Other risk factors for SUI include advanced age, ethnicity, body mass index (BMI) > 30, diabetes mellitus, smoking, hysterectomy, PF injury, spinal cord trauma, neurological disease, chronic cough, and constipation (see Figure 2) (Danforth et al., 2006; Heit et al., 2001; McFarlin, 2004; Minassian, Lovatsis, Pascali, Alarab, & Drutz, 2006; Moore, 2001; Pantazis & Freeman, 2006; Rovner & Wein, 2004; Wesnes et al., 2007).

Both former and current cigarette smoking is positively associated with frequent and severe incontinence (Danforth et al., 2006). Chronic coughing exerts significant force on the bladder; the pressure from frequent and forceful coughing may ultimately cause damage to the urethral sphincter, vaginal supports, and perineal nerves, thereby worsening symptoms of SUI (Moore, 2001; Walters, 2005). Decreases in collagen synthesis associated with smoking may weaken pelvic support structures, and smokingrelated diseases (such as chronic obstructive pulmonary disease or asthma) may have direct or indirect effects on bladder and urethral function (Danforth et al., 2006).

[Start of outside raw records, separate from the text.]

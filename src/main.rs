use clap::{Parser, Subcommand};
use review_analyzer::commands;
use review_analyzer::core::config::{self, AnalyzerConfig};
use review_analyzer::tui;
use simplelog::{ConfigBuilder, LevelFilter, WriteLogger};
use std::fs::File;

#[derive(Parser)]
#[command(
    name = "review-analyzer",
    about = "Sentiment and key points for customer reviews"
)]
struct Args {
    /// Backend base URL (overrides the config file)
    #[arg(long)]
    base_url: Option<String>,

    #[command(subcommand)]
    command: Option<Command>,
}

#[derive(Subcommand)]
enum Command {
    /// Analyze one review and print the result
    Analyze {
        /// Product the review is about
        #[arg(short, long)]
        product: String,
        /// Full review text
        #[arg(short, long)]
        review: String,
    },
    /// List previously analyzed reviews
    History,
}

#[tokio::main]
async fn main() -> std::io::Result<()> {
    let args = Args::parse();
    dotenv::dotenv().ok();

    // Initialize file logger - writes to review-analyzer.log in current directory
    let log_config = ConfigBuilder::new().set_time_format_rfc3339().build();
    let level = std::env::var("REVIEW_ANALYZER_LOG")
        .ok()
        .and_then(|v| v.parse::<LevelFilter>().ok())
        .unwrap_or(LevelFilter::Debug);

    if let Ok(log_file) = File::create("review-analyzer.log") {
        let _ = WriteLogger::init(level, log_config, log_file);
    }

    let file_config = config::load_config().unwrap_or_else(|e| {
        log::warn!("Config error, using defaults: {}", e);
        AnalyzerConfig::default()
    });
    let resolved = config::resolve(&file_config, args.base_url.as_deref());

    log::info!("Review Analyzer starting up against {}", resolved.base_url);

    match args.command {
        None => tui::run(resolved),
        Some(Command::Analyze { product, review }) => {
            let ok = commands::analyze(&resolved, product, review).await?;
            if !ok {
                std::process::exit(1);
            }
            Ok(())
        }
        Some(Command::History) => commands::history(&resolved).await,
    }
}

A study by Minassian et al. (2006) found an association between childhood nocturnal enuresis and adult detrusor overactivity. Patients with previous history of nocturnal enuresis also had a greater risk for developing bladder dysfunction as adults (Minassian et al., 2006). Further investigation of this finding would be useful to help fully assess the impact of childhood UI on UI in adulthood because it could make providers aware of women who are likely to develop UI whether or not they give birth.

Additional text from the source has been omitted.